C’est pour ça que les amateurs ont leur mot à dire. Des sites comme CityVox, Qype, Mmmm!!! sont une aubaine, puisqu’ils permettent d’avoir l’avis de personnes “ordinaires”. C’est à double tranchant. C’est vrai que le fait de laisser tout le monde s’exprimer (la démocratie participative) a du bon, mais parfois, il y a beaucoup de bruit. Et puis il y a des petits malins, restaurateurs, ou payés par des restaurateurs (que ces derniers soient, ou pas, au courant de ces façons de faire), qui tentent de biaiser le consensus. On fera plutôt confiance à ceux qui ont déjà publié pas mal d’avis et dont on se sent assez proche. Chacun ses préférences, c’est tout à fait normal.
Il y a d’autres sites, dont je suis moins fan, qui ont au moins le mérite d’être clairs : RestoàParis (trop sell side, on ne peut pas suivre les avis déposés par une personne), ParisGourmand (j’ai du mal avec le “coup de cœur”, on dirait de la pub déguisée)…
Peut-être que certains veulent devenir pro, c’est tout à fait leur droit, mais la majorité des personnes que j’ai connues à travers les blogs fait ça comme un loisir. On se prend au jeu, on est très content d’être reconnu, au sein d’abord de son cercle d’amis, puis par une petite communauté de lecteurs et autres “pairs”, des amateurs, passionnés, tenant des sites ayant les mêmes centres d’intérêt : Oanèse, Resto-de-Paris, Coup de Fourchette, Mr.
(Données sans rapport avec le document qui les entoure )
/// Run one session over `reader`/`writer` until the client goes away or a
/// fatal error occurs.
///
/// Handlers still running when decoding stops are awaited, then every fid
/// left in the table is closed.
pub async fn serve_with_config<S, R, W>(
    srv: Arc<S>,
    reader: R,
    writer: W,
    config: Config,
) -> Result<()>
where
    S: Srv,
    R: AsyncRead + Send + Unpin + 'static,
    W: AsyncWrite + Send + Unpin + 'static,
{
    let session = Arc::new(Session::new(srv, &config));
    let permits = Arc::new(Semaphore::new(config.max_in_flight.max(1)));
    let cancel = CancellationToken::new();
    let writer: Writer<W> = Arc::new(Mutex::new(FramedWrite::new(writer, BytesCodec::new())));
    let mut framedread = FramedRead::new(reader, FrameCodec::new(config.msize));
    let mut handlers = JoinSet::new();

    info!("session started, msize {}", config.msize);

    let result = loop {
        let frame = tokio::select! {
            _ = cancel.cancelled() => break Ok(()),
            frame = framedread.next() => frame,
        };
        let frame = match frame {
            Some(Ok(frame)) => frame,
            Some(Err(e)) => {
                if matches!(e, Error::Io(_) | Error::TruncatedFrame) {
                    cancel.cancel();
                }
                break Err(e);
            }
            None => break Ok(()),
        };

        let permit = tokio::select! {
            _ = cancel.cancelled() => break Ok(()),
            permit = permits.clone().acquire_owned() => match permit {
                Ok(permit) => permit,
                Err(_) => break Ok(()),
            },
        };
        while handlers.try_join_next().is_some() {}

        let tag = frame.tag;
        let request = match frame.decode() {
            Ok(msg) => Ok(msg),
            Err(e) if e.is_fatal() => break Err(e),
            Err(e) => {
                warn!("Undecodable message type {} tag {}: {}", frame.typ, tag, e);
                Err(e)
            }
        };

        let session = session.clone();
        let writer = writer.clone();
        let cancel = cancel.clone();
        handlers.spawn(async move {
            let _permit = permit;

            let body = match request {
                Ok(msg) => {
                    debug!("\t← {:?}", msg);
                    let typ = MsgType::from(&msg.body);
                    session.dispatch(msg.body).await.unwrap_or_else(|e| {
                        error!("{:?}: Error: \"{}\": {:?}", typ, e, e);
                        FCall::error(&e)
                    })
                }
                Err(e) => FCall::error(&e),
            };

            respond(&writer, &cancel, &Msg { tag, body }).await;
        });
    };

    while let Some(res) = handlers.join_next().await {
        if let Err(e) = res {
            error!("Request handler failed: {}", e);
        }
    }
    session.clunk_all().await;

    match result {
        Ok(()) => info!("session finished"),
        Err(ref e) => error!("session aborted: {}", e),
    }
    result
}

/// Run one session over a duplex byte stream with the default [`Config`].
pub async fn serve<S, T>(srv: Arc<S>, stream: T) -> Result<()>
where
    S: Srv,
    T: AsyncRead + AsyncWrite + Send + 'static,
{
    let (readhalf, writehalf) = tokio::io::split(stream);
    serve_with_config(srv, readhalf, writehalf, Config::default()).await
}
Lung, Blog Culturel, Monica, Shizuoka Gourmet, Echo des Saveurs, Luxeat, les GoT… Il n’y a pas de complot contre les pros.
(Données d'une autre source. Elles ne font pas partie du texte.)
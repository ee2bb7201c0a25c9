//! 9P protocol data types and constants.
//!
//! # Protocol
//! 9P2000

use std::mem::size_of;

use bitflags::bitflags;
use enum_primitive::*;

use crate::{error::Error, utils::Result};

/// 9P2000 version string
pub const P92000: &str = "9P2000";

/// `RVersion` answer for a version the server cannot speak
pub const VERSION_UNKNOWN: &str = "unknown";

/*
 * 9P magic numbers
 */
/// Tag carried by `TVersion`/`RVersion`
pub const NOTAG: u16 = !0;

/// "No fid", used as the `afid` of an unauthenticated `TAttach`
pub const NOFID: u32 = !0;

/// Header room reserved in `RRead`/`TWrite` when sizing data:
/// size[4] type[1] tag[2] fid[4] offset[8] count[4], rounded up
pub const IOHDRSZ: u32 = 24;

/// Maximum number of names in a single `TWalk`
pub const MAXWELEM: usize = 16;

/// size[4] type[1] tag[2]
pub const HEADER_SIZE: usize = 7;

/// Size of a `QId` on the wire: type[1] version[4] path[8]
pub const QID_SIZE: usize = size_of::<u8>() + size_of::<u32>() + size_of::<u64>();

/// Conventional 9P port
pub const STYX_PORT: u16 = 564;

/// Mode byte of `TOpen`/`TCreate`
pub mod om {
    /// Read only
    pub const READ: u8 = 0;
    /// Write only
    pub const WRITE: u8 = 1;
    /// Read and write
    pub const RDWR: u8 = 2;
    /// Read, checked against execute permission
    pub const EXEC: u8 = 3;
    /// Truncate on open
    pub const TRUNC: u8 = 16;
    /// Close on exec
    pub const CEXEC: u8 = 32;
    /// Remove on close
    pub const RCLOSE: u8 = 64;
}

/// Bits in Dir.mode
pub mod dm {
    pub const DIR: u32 = 0x80000000;
    /// Append only
    pub const APPEND: u32 = 0x40000000;
    /// Exclusive use
    pub const EXCL: u32 = 0x20000000;
    pub const MOUNT: u32 = 0x10000000;
    /// Authentication file
    pub const AUTH: u32 = 0x08000000;
    /// Not backed up
    pub const TMP: u32 = 0x04000000;
    /// Mode bit for symbolic links (9P2000.u)
    pub const SYMLINK: u32 = 0x02000000;
    /// Mode bit for device files (9P2000.u)
    pub const DEVICE: u32 = 0x00800000;
    /// Mode bit for named pipes (9P2000.u)
    pub const NAMEDPIPE: u32 = 0x00200000;
    /// Mode bit for sockets (9P2000.u)
    pub const SOCKET: u32 = 0x00100000;
    /// Mode bit for setuid (9P2000.u)
    pub const SETUID: u32 = 0x00080000;
    /// Mode bit for setgid (9P2000.u)
    pub const SETGID: u32 = 0x00040000;
    /// Per-class permission bits
    pub const READ: u32 = 0x4;
    pub const WRITE: u32 = 0x2;
    pub const EXEC: u32 = 0x1;
    /// Owner, group and other permission bits
    pub const PERM: u32 = 0o777;
}

bitflags! {
    /// Bits in QId.typ
    ///
    /// The high byte of `Dir.mode`, see [`QIdType::from_mode`].
    #[derive(Copy, Debug, Default, Clone, PartialEq, Eq, PartialOrd, Ord, Hash)]
    pub struct QIdType: u8 {
        const DIR       = 0x80;
        const APPEND    = 0x40;
        const EXCL      = 0x20;
        const MOUNT     = 0x10;
        const AUTH      = 0x08;
        const TMP       = 0x04;
        const SYMLINK   = 0x02;
        const LINK      = 0x01;
        const FILE      = 0x00;
    }
}

impl QIdType {
    /// Kind bits of a `Dir.mode` word.
    pub fn from_mode(mode: u32) -> QIdType {
        QIdType::from_bits_truncate((mode >> 24) as u8)
    }
}

/// Identity of a file on the server
#[derive(Copy, Clone, Debug, Default, PartialEq, Eq, PartialOrd, Ord, Hash)]
pub struct QId {
    /// Kind of file
    pub typ: QIdType,
    /// Version number for a file; changes every time the file is modified
    pub version: u32,
    /// An integer which is unique among all files in the hierarchy and
    /// stable for the lifetime of the server
    pub path: u64,
}

impl QId {
    pub fn is_dir(&self) -> bool {
        self.typ.contains(QIdType::DIR)
    }
}

/// Stat record of a file, as carried by `RStat` and `TWStat`
///
/// Integer fields set to all ones and empty strings mean "don't touch"
/// in `TWStat`, see [`Dir::null`].
#[derive(Clone, Debug, Default, PartialEq, Eq, PartialOrd, Ord)]
pub struct Dir {
    /// Server type
    pub typ: u16,
    /// Server subtype
    pub dev: u32,
    /// Unique id from server
    pub qid: QId,
    /// Permissions and kind bits, see [`dm`]
    pub mode: u32,
    /// Last read time
    pub atime: u32,
    /// Last write time
    pub mtime: u32,
    /// File length
    pub length: u64,
    /// Last element of path
    pub name: String,
    /// Owner name
    pub uid: String,
    /// Group name
    pub gid: String,
    /// Last modifier name
    pub muid: String,
}

impl Dir {
    /// A Dir in which every field is "don't touch".
    pub fn null() -> Dir {
        Dir {
            typ: !0,
            dev: !0,
            qid: QId {
                typ: QIdType::from_bits_retain(!0),
                version: !0,
                path: !0,
            },
            mode: !0,
            atime: !0,
            mtime: !0,
            length: !0,
            name: String::new(),
            uid: String::new(),
            gid: String::new(),
            muid: String::new(),
        }
    }

    /// Encoded size, not counting the leading size[2] field itself.
    pub fn size(&self) -> usize {
        size_of::<u16>()
            + size_of::<u32>()
            + QID_SIZE
            + size_of::<u32>() * 3
            + size_of::<u64>()
            + size_of::<u16>() * 4
            + self.name.len()
            + self.uid.len()
            + self.gid.len()
            + self.muid.len()
    }

    pub fn is_dir(&self) -> bool {
        self.mode & dm::DIR != 0
    }
}

/// Access part of an open mode
#[derive(Copy, Clone, Debug, PartialEq, Eq, Hash)]
pub enum Access {
    Read,
    Write,
    ReadWrite,
    Exec,
}

/// Decoded `TOpen`/`TCreate` mode byte
#[derive(Copy, Clone, Debug, PartialEq, Eq, Hash)]
pub struct OpenMode {
    pub access: Access,
    pub truncate: bool,
}

impl OpenMode {
    pub const READ: OpenMode = OpenMode {
        access: Access::Read,
        truncate: false,
    };

    /// Decode a mode byte.
    ///
    /// Remove-on-close is not supported and is refused with
    /// `PermissionDenied`. Close-on-exec has no meaning to a server and is
    /// ignored.
    pub fn from_bits(mode: u8) -> Result<OpenMode> {
        if mode & om::RCLOSE != 0 {
            return Err(Error::PermissionDenied);
        }

        let access = match mode & 3 {
            om::READ => Access::Read,
            om::WRITE => Access::Write,
            om::RDWR => Access::ReadWrite,
            _ => Access::Exec,
        };

        Ok(OpenMode {
            access,
            truncate: mode & om::TRUNC != 0,
        })
    }

    pub fn bits(&self) -> u8 {
        let access = match self.access {
            Access::Read => om::READ,
            Access::Write => om::WRITE,
            Access::ReadWrite => om::RDWR,
            Access::Exec => om::EXEC,
        };
        if self.truncate { access | om::TRUNC } else { access }
    }

    pub fn is_readable(&self) -> bool {
        self.access != Access::Write
    }

    pub fn is_writable(&self) -> bool {
        matches!(self.access, Access::Write | Access::ReadWrite)
    }
}

/// Payload of `RRead` and `TWrite`, encoded as count[4] followed by the bytes
#[derive(Clone, Debug, PartialEq, Eq, PartialOrd, Ord)]
pub struct Data(pub Vec<u8>);

enum_from_primitive! {
    #[doc = "9P2000 message type codes"]
    #[derive(Copy, Clone, Debug, PartialEq, Eq, PartialOrd, Ord, Hash)]
    pub enum MsgType {
        TVersion        = 100,
        RVersion,
        TAuth           = 102,
        RAuth,
        TAttach         = 104,
        RAttach,
        TError          = 106,  // Illegal, never used
        RError,
        TFlush          = 108,
        RFlush,
        TWalk           = 110,
        RWalk,
        TOpen           = 112,
        ROpen,
        TCreate         = 114,
        RCreate,
        TRead           = 116,
        RRead,
        TWrite          = 118,
        RWrite,
        TClunk          = 120,
        RClunk,
        TRemove         = 122,
        RRemove,
        TStat           = 124,
        RStat,
        TWStat          = 126,
        RWStat,
    }
}

impl MsgType {
    /// Request?
    pub fn is_t(&self) -> bool {
        !self.is_r()
    }

    /// Response?
    ///
    /// Requests carry even codes, their responses the following odd code.
    pub fn is_r(&self) -> bool {
        (*self as u8) & 1 == 1
    }
}

impl<'a> From<&'a FCall> for MsgType {
    fn from(fcall: &'a FCall) -> MsgType {
        match *fcall {
            FCall::TVersion { .. } => MsgType::TVersion,
            FCall::RVersion { .. } => MsgType::RVersion,
            FCall::TAuth { .. } => MsgType::TAuth,
            FCall::RAuth { .. } => MsgType::RAuth,
            FCall::TAttach { .. } => MsgType::TAttach,
            FCall::RAttach { .. } => MsgType::RAttach,
            FCall::RError { .. } => MsgType::RError,
            FCall::TFlush { .. } => MsgType::TFlush,
            FCall::RFlush => MsgType::RFlush,
            FCall::TWalk { .. } => MsgType::TWalk,
            FCall::RWalk { .. } => MsgType::RWalk,
            FCall::TOpen { .. } => MsgType::TOpen,
            FCall::ROpen { .. } => MsgType::ROpen,
            FCall::TCreate { .. } => MsgType::TCreate,
            FCall::RCreate { .. } => MsgType::RCreate,
            FCall::TRead { .. } => MsgType::TRead,
            FCall::RRead { .. } => MsgType::RRead,
            FCall::TWrite { .. } => MsgType::TWrite,
            FCall::RWrite { .. } => MsgType::RWrite,
            FCall::TClunk { .. } => MsgType::TClunk,
            FCall::RClunk => MsgType::RClunk,
            FCall::TRemove { .. } => MsgType::TRemove,
            FCall::RRemove => MsgType::RRemove,
            FCall::TStat { .. } => MsgType::TStat,
            FCall::RStat { .. } => MsgType::RStat,
            FCall::TWStat { .. } => MsgType::TWStat,
            FCall::RWStat => MsgType::RWStat,
        }
    }
}

/// Body of a 9P2000 message
#[derive(Clone, Debug, PartialEq, Eq, PartialOrd, Ord)]
pub enum FCall {
    TVersion {
        msize: u32,
        version: String,
    },
    RVersion {
        msize: u32,
        version: String,
    },
    TAuth {
        afid: u32,
        uname: String,
        aname: String,
    },
    RAuth {
        aqid: QId,
    },
    TAttach {
        fid: u32,
        afid: u32,
        uname: String,
        aname: String,
    },
    RAttach {
        qid: QId,
    },
    RError {
        ename: String,
    },
    TFlush {
        oldtag: u16,
    },
    RFlush,
    TWalk {
        fid: u32,
        newfid: u32,
        wnames: Vec<String>,
    },
    RWalk {
        wqids: Vec<QId>,
    },
    TOpen {
        fid: u32,
        mode: u8,
    },
    ROpen {
        qid: QId,
        iounit: u32,
    },
    TCreate {
        fid: u32,
        name: String,
        perm: u32,
        mode: u8,
    },
    RCreate {
        qid: QId,
        iounit: u32,
    },
    TRead {
        fid: u32,
        offset: u64,
        count: u32,
    },
    RRead {
        data: Data,
    },
    TWrite {
        fid: u32,
        offset: u64,
        data: Data,
    },
    RWrite {
        count: u32,
    },
    TClunk {
        fid: u32,
    },
    RClunk,
    TRemove {
        fid: u32,
    },
    RRemove,
    TStat {
        fid: u32,
    },
    /// The stat[n] length prefix is handled in Encodable/Decodable traits.
    RStat {
        stat: Dir,
    },
    TWStat {
        fid: u32,
        stat: Dir,
    },
    RWStat,
}

impl FCall {
    /// Build an `RError` from an error, cutting the message down to what a
    /// 16-bit string length can carry.
    pub fn error(e: &Error) -> FCall {
        let mut ename = e.to_string();
        if ename.len() > u16::MAX as usize {
            let mut end = u16::MAX as usize;
            while !ename.is_char_boundary(end) {
                end -= 1;
            }
            ename.truncate(end);
        }
        FCall::RError { ename }
    }
}

/// Envelope for 9P messages
#[derive(Clone, Debug, PartialEq, Eq, PartialOrd, Ord)]
pub struct Msg {
    /// Chosen and used by the client to identify the message.
    /// The reply to the message will have the same tag
    pub tag: u16,
    /// Message body encapsulating the various 9P messages
    pub body: FCall,
}

#[cfg(test)]
mod tests {
    use super::*;
    use num_traits::FromPrimitive;

    #[test]
    fn responses_follow_requests() {
        for code in (100u8..128).step_by(2) {
            let t = MsgType::from_u8(code).unwrap();
            let r = MsgType::from_u8(code + 1).unwrap();
            assert!(t.is_t());
            assert!(r.is_r());
        }
        assert!(MsgType::from_u8(99).is_none());
        assert!(MsgType::from_u8(128).is_none());
    }

    #[test]
    fn open_mode_bits() {
        let mode = OpenMode::from_bits(om::RDWR | om::TRUNC).unwrap();
        assert_eq!(mode.access, Access::ReadWrite);
        assert!(mode.truncate);
        assert!(mode.is_readable() && mode.is_writable());
        assert_eq!(mode.bits(), om::RDWR | om::TRUNC);

        let exec = OpenMode::from_bits(om::EXEC | om::CEXEC).unwrap();
        assert_eq!(exec.access, Access::Exec);
        assert!(exec.is_readable() && !exec.is_writable());

        assert!(!OpenMode::from_bits(om::WRITE).unwrap().is_readable());
        assert!(matches!(
            OpenMode::from_bits(om::READ | om::RCLOSE),
            Err(Error::PermissionDenied)
        ));
    }

    #[test]
    fn qid_type_mirrors_mode() {
        assert_eq!(QIdType::from_mode(dm::DIR | 0o755), QIdType::DIR);
        assert_eq!(
            QIdType::from_mode(dm::APPEND | dm::EXCL | 0o644),
            QIdType::APPEND | QIdType::EXCL
        );
        assert_eq!(QIdType::from_mode(0o644), QIdType::FILE);
    }

    #[test]
    fn error_messages_are_bounded() {
        let long = Error::Backend("é".repeat(40_000));
        match FCall::error(&long) {
            FCall::RError { ename } => {
                assert!(ename.len() <= u16::MAX as usize);
                assert!(ename.len() >= u16::MAX as usize - 1);
            }
            other => panic!("unexpected {:?}", other),
        }
    }

    #[test]
    fn dir_size_counts_strings() {
        let dir = Dir {
            name: "a".into(),
            uid: "bb".into(),
            gid: "ccc".into(),
            muid: String::new(),
            ..Default::default()
        };
        // type[2] dev[4] qid[13] mode[4] atime[4] mtime[4] length[8] 4*len[2]
        assert_eq!(dir.size(), 2 + 4 + 13 + 4 + 4 + 4 + 8 + 8 + 6);
    }
}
Mixlamalice et Patrice, curieux, se sont essayés à la critique et ont réalisé que cela prenait un certain temps… Moi je fais ça par plaisir, par curiosité et parce que je trouve qu’il y a un manque d’informations, que j’essaie de combler, en espérant que d’autres feront la même chose. Si je me permets d’être critique vis à vis des professionnels, ce n’est pas parce que je veux prendre leur place, juste parce que j’ai des attentes élevées et que, si les critiques sont vraiment indépendants, ils ne devraient pas avoir peur de dire qu’une adresse ne leur plait pas, à condition que ce soit pour de vraies raisons, pas des querelles personnelles ou des questions d’égo.
Pas si gentils?
D’ailleurs, on m’a fait la leçon parce que j’avais dit que certaines adresses ne m’ont pas plu et que je les trouve sur-cotées. On m’a dit que je mettais en péril des emplois. Je redis que, de toute façon, je n’ai pas tant d’impact que ça et que, dans mon vrai boulot (analyste quantitatif, en finance de marché), je peux avoir des impacts bien plus importants sur certaines sociétés. Comme je fais ça honnêtement et de manière raisonnable, ça ne m’empêche pas de dormir. Et je dis surtout à mes détracteurs que eux ne se privent pas de dire qu’ils n’aiment pas certaines adresses. Il y a surement des contradictions dans ce que je dis, mais je ne suis pas le seul.
Un méchant
Voilà pour la première partie de ce coup de gueule. Dans la seconde partie, Philippe décrit le “casseur de métier” en action. C’est bien de crever l’abcès, mais on donne de l’eau au moulin de ses détracteurs en prouvant que ces méthodes n’ont pas disparu. Pourquoi ne pas assumer et donner ses sources et le nom du lieu et de ce mauvais élève? Pourquoi ne pas mettre sa photo et lancer un wanted, comme d’autres le font (et je trouve ça un peu limite, mais bon)? Si l’on dit la vérité et que l’on est de bonne foi, il ne faut pas hésiter. L’endroit? D’après la description, je dirais que le restaurant, c’est le Gaigne. Mais qui est cette personne dont on parle? À suivre.